Pamela Caldwell, centre left, Carole Jones and the rest of the NPC Nusa’Lon Dragons dragonboat team give a cheer after a race Saturday afternoon at Maffeo Sutton Park. (KARL YU/News Bulletin)

Nanaimo dragonboat coach aims to beat competition, remember friend

‘I still come out and honour her every year’

The coach of the Nusa’Lon Dragons dragonboat team has her sights set on beating the competition and helping others beat breast cancer this weekend.

The Save-On-Foods Nanaimo Dragonboat Festival is taking place at Maffeo Sutton Park from July 5-7 and Holly Wylie and her team, part of the Nanaimo Paddling Centre, were among over 60 teams racing through the waters in Nanaimo’s harbour.

Besides competition, Wylie said she has personal reasons for taking part.

“My sister is a breast cancer survivor,” said Wylie. “Also my best friend died of breast cancer and that’s how I got involved in this sport … and they started this event for breast cancer research, so for me it meant everything. It meant to honour her and I still come out and honour her every year.”

RELATED: Dragonboat festival brings ‘guts and glory’ to Nanaimo

As for the team’s performance, Wylie said she was happy with how the Nusa’Lon Dragons competed on Saturday afternoon.

“We like to try and beat all the local teams,” said Wylie with a laugh. “Our team is doing awesome. We’ve won both our first races today.”

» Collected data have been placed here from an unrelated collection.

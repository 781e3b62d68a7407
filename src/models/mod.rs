// src/models/mod.rs
//! Data structures shared by the services.

pub mod did;
pub mod registration;
pub mod resource;
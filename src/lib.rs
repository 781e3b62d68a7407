// src/lib.rs
//! # Polygon DID Registrar
//!
//! Creates, updates and deactivates ledger-anchored DIDs of the form
//! `did:polygon[:testnet]:0x<address>`, and publishes versioned linked
//! resources under a DID's account.
//!
//! ## Layers
//! 1. **Blockchain**: [`blockchain::ledger_client::LedgerClient`] over an EVM JSON-RPC node
//! 2. **Contracts**: DID registry and resource registry wrappers
//! 3. **DID**: document builder, validator and resolver
//! 4. **Services**: lifecycle registrar, resource service and HTTP API
//! 5. **Storage / Wallet**: local DID records and key management

pub mod blockchain;
pub mod config;
pub mod contracts;
pub mod did;
pub mod error;
pub mod models;
pub mod services;
pub mod storage;
pub mod utils;
pub mod wallet;

#[cfg(test)]
mod testing;
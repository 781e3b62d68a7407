// src/contracts/resource_registry.rs
//! Resource Registry smart contract interface.
//!
//! Linked resources are stored per owner address as JSON strings keyed by
//! resource id. The contract keeps insertion order, which is also creation
//! order.

use crate::blockchain::ledger_client::{FeeEstimate, LedgerClient, LedgerReceipt};
use crate::error::LedgerError;
use crate::models::did::Network;
use async_trait::async_trait;
use ethers::abi::{parse_abi, Abi, Token};
use ethers::types::Address;
use k256::ecdsa::SigningKey;
use once_cell::sync::Lazy;
use std::str::FromStr;
use std::sync::Arc;

static RESOURCE_REGISTRY_ABI: Lazy<Abi> = Lazy::new(|| {
    parse_abi(&[
        "function addResource(address _id, string _resourceId, string _resourcePayload)",
        "function updateResource(address _id, string _resourceId, string _resourcePayload)",
        "function getResource(address _id, string _resourceId) view returns (string)",
        "function getAllResources(address _id) view returns (string[])",
    ])
    .expect("Failed to load resource registry ABI")
});

/// Ledger operations behind the resource service.
#[async_trait]
pub trait ResourceRegistry: Send + Sync {
    /// Network whose identifiers own the resources stored here.
    fn network(&self) -> Network;

    /// Appends a resource under `owner`.
    async fn add_resource(
        &self,
        owner: Address,
        resource_id: &str,
        payload: &str,
        signing_key: &SigningKey,
    ) -> Result<Option<LedgerReceipt>, LedgerError>;

    /// Rewrites an existing resource in place (used to set `nextVersionId`).
    async fn update_resource(
        &self,
        owner: Address,
        resource_id: &str,
        payload: &str,
        signing_key: &SigningKey,
    ) -> Result<Option<LedgerReceipt>, LedgerError>;

    /// Raw payload, `None` when the id is unknown.
    async fn get_resource(
        &self,
        owner: Address,
        resource_id: &str,
    ) -> Result<Option<String>, LedgerError>;

    /// Every payload under `owner`, in insertion order.
    async fn get_all_resources(&self, owner: Address) -> Result<Vec<String>, LedgerError>;

    async fn estimate_fee(
        &self,
        method: &str,
        args: &[Token],
        from: Option<Address>,
    ) -> Result<FeeEstimate, LedgerError>;
}

/// Resource Registry smart contract wrapper.
#[derive(Clone, Debug)]
pub struct ResourceRegistryContract {
    client: Arc<LedgerClient>,
    address: Address,
    network: Network,
}

impl ResourceRegistryContract {
    /// Creates a new ResourceRegistryContract instance.
    ///
    /// # Arguments
    /// * `client` - Connected ledger client
    /// * `contract_address` - Hex string of the deployed registry address
    /// * `network` - Network segment of the identifiers owning resources here
    pub fn new(
        client: Arc<LedgerClient>,
        contract_address: &str,
        network: Network,
    ) -> Result<Self, LedgerError> {
        let address = Address::from_str(contract_address)
            .map_err(|e| LedgerError::InvalidAddress(format!("{}: {}", contract_address, e)))?;
        Ok(ResourceRegistryContract {
            client,
            address,
            network,
        })
    }

    pub fn address(&self) -> Address {
        self.address
    }
}

#[async_trait]
impl ResourceRegistry for ResourceRegistryContract {
    fn network(&self) -> Network {
        self.network
    }

    async fn add_resource(
        &self,
        owner: Address,
        resource_id: &str,
        payload: &str,
        signing_key: &SigningKey,
    ) -> Result<Option<LedgerReceipt>, LedgerError> {
        self.client
            .send_transaction(
                self.address,
                &RESOURCE_REGISTRY_ABI,
                "addResource",
                (owner, resource_id.to_string(), payload.to_string()),
                signing_key,
            )
            .await
    }

    async fn update_resource(
        &self,
        owner: Address,
        resource_id: &str,
        payload: &str,
        signing_key: &SigningKey,
    ) -> Result<Option<LedgerReceipt>, LedgerError> {
        self.client
            .send_transaction(
                self.address,
                &RESOURCE_REGISTRY_ABI,
                "updateResource",
                (owner, resource_id.to_string(), payload.to_string()),
                signing_key,
            )
            .await
    }

    async fn get_resource(
        &self,
        owner: Address,
        resource_id: &str,
    ) -> Result<Option<String>, LedgerError> {
        let payload: String = self
            .client
            .query_contract(
                self.address,
                &RESOURCE_REGISTRY_ABI,
                "getResource",
                (owner, resource_id.to_string()),
            )
            .await?;

        Ok(Some(payload).filter(|p| !p.trim().is_empty()))
    }

    async fn get_all_resources(&self, owner: Address) -> Result<Vec<String>, LedgerError> {
        self.client
            .query_contract(self.address, &RESOURCE_REGISTRY_ABI, "getAllResources", (owner,))
            .await
    }

    async fn estimate_fee(
        &self,
        method: &str,
        args: &[Token],
        from: Option<Address>,
    ) -> Result<FeeEstimate, LedgerError> {
        self.client
            .estimate_fee(self.address, &RESOURCE_REGISTRY_ABI, method, args, from)
            .await
    }
}

#[cfg(test)]
mod tests {
    use super::*;

    #[test]
    fn test_get_all_resources_returns_string_array() {
        let function = RESOURCE_REGISTRY_ABI.function("getAllResources").unwrap();
        assert_eq!(function.outputs.len(), 1);
        assert_eq!(
            function.outputs[0].kind,
            ethers::abi::ParamType::Array(Box::new(ethers::abi::ParamType::String))
        );
        for method in ["addResource", "updateResource", "getResource"] {
            assert!(RESOURCE_REGISTRY_ABI.function(method).is_ok(), "{} missing", method);
        }
    }
}
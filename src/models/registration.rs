// src/models/registration.rs
//! Result object returned by every registrar lifecycle operation.
//!
//! Business outcomes are values, not errors: a call either `finished` with the
//! anchored document or `failed` with a reason string.

use crate::models::did::DidDocument;
use ethers::types::H256;
use serde::{Deserialize, Serialize};

/// Terminal state of a lifecycle call.
#[derive(Serialize, Deserialize, Debug, Clone, PartialEq)]
#[serde(tag = "state", rename_all = "lowercase")]
pub enum DidState {
    Finished {
        did: String,
        #[serde(rename = "didDocument")]
        did_document: DidDocument,
    },
    Failed {
        reason: String,
    },
}

#[derive(Serialize, Deserialize, Debug, Clone, PartialEq, Default)]
#[serde(rename_all = "camelCase")]
pub struct DidDocumentMetadata {
    #[serde(skip_serializing_if = "Option::is_none")]
    pub deactivated: Option<bool>,
}

#[derive(Serialize, Deserialize, Debug, Clone, PartialEq, Default)]
#[serde(rename_all = "camelCase")]
pub struct DidRegistrationMetadata {
    /// Hash of the confirmed ledger transaction
    #[serde(skip_serializing_if = "Option::is_none")]
    pub txn: Option<H256>,
}

/// Uniform result of create / update / deactivate.
#[derive(Serialize, Deserialize, Debug, Clone, PartialEq)]
#[serde(rename_all = "camelCase")]
pub struct DidOperationResult {
    pub did_document_metadata: DidDocumentMetadata,
    pub did_registration_metadata: DidRegistrationMetadata,
    pub did_state: DidState,
}

impl DidOperationResult {
    pub fn failed(reason: impl Into<String>) -> Self {
        DidOperationResult {
            did_document_metadata: DidDocumentMetadata::default(),
            did_registration_metadata: DidRegistrationMetadata::default(),
            did_state: DidState::Failed {
                reason: reason.into(),
            },
        }
    }

    pub fn finished(did_document: DidDocument, txn: H256) -> Self {
        DidOperationResult {
            did_document_metadata: DidDocumentMetadata::default(),
            did_registration_metadata: DidRegistrationMetadata { txn: Some(txn) },
            did_state: DidState::Finished {
                did: did_document.id.clone(),
                did_document,
            },
        }
    }

    /// Marks the result as a deactivation.
    pub fn deactivated(mut self) -> Self {
        self.did_document_metadata.deactivated = Some(true);
        self
    }

    pub fn is_finished(&self) -> bool {
        matches!(self.did_state, DidState::Finished { .. })
    }

    /// Failure reason, if the call failed.
    pub fn reason(&self) -> Option<&str> {
        match &self.did_state {
            DidState::Failed { reason } => Some(reason),
            DidState::Finished { .. } => None,
        }
    }

    /// Anchored document, if the call finished.
    pub fn did_document(&self) -> Option<&DidDocument> {
        match &self.did_state {
            DidState::Finished { did_document, .. } => Some(did_document),
            DidState::Failed { .. } => None,
        }
    }
}

#[cfg(test)]
mod tests {
    use super::*;
    use serde_json::json;

    #[test]
    fn test_failed_shape() {
        let result = DidOperationResult::failed("Did not found");
        let value = serde_json::to_value(&result).unwrap();
        assert_eq!(
            value,
            json!({
                "didDocumentMetadata": {},
                "didRegistrationMetadata": {},
                "didState": { "state": "failed", "reason": "Did not found" }
            })
        );
    }

    #[test]
    fn test_finished_shape_carries_txn_and_flag() {
        let document = DidDocument::deactivated_stub("did:polygon:0x138d2231e4362fc0e028576Fb2DF56904bd59C1b");
        let result = DidOperationResult::finished(document, H256::zero()).deactivated();
        let value = serde_json::to_value(&result).unwrap();

        assert_eq!(value["didState"]["state"], "finished");
        assert_eq!(value["didState"]["did"], "did:polygon:0x138d2231e4362fc0e028576Fb2DF56904bd59C1b");
        assert_eq!(value["didDocumentMetadata"]["deactivated"], true);
        assert!(value["didRegistrationMetadata"]["txn"].is_string());
    }
}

Kix Citton, Nusa’Lon Dragons women’s team captain, said the team’s appearance at this year’s festival was preceded by a lot of hard work.

“I think we’re doing really well,” said Citton. “Everyone’s trained really hard all season. We trained throughout the winter as well. This is what we trained for and Nanaimo festival is a fantastic experience, so the whole team is really excited and happy to be here, so you can really feel that positive energy and the strength of the team coming together.”

This year’s festival will feature Guts and Glory races for the first time, a pair of races with 1,500-metre long routes, and Wylie said it is different than other races.

“Guts and Glory is a very tricky race in that you have to have a really good steersperson that knows how to manoeuvre that boat around the buoy and because these boats weigh 850 pounds on their own, these boats are really hard to manoeuvre around the buoy and it’s like doing three race pieces, three 500-m races altogether.”

Proceeds from the event will go to the Nanaimo Hospital Foundation and Nanaimo Community Hospice Society. The event began in 2003 and in that time, over $700,000 has been raised to aid breast cancer patients.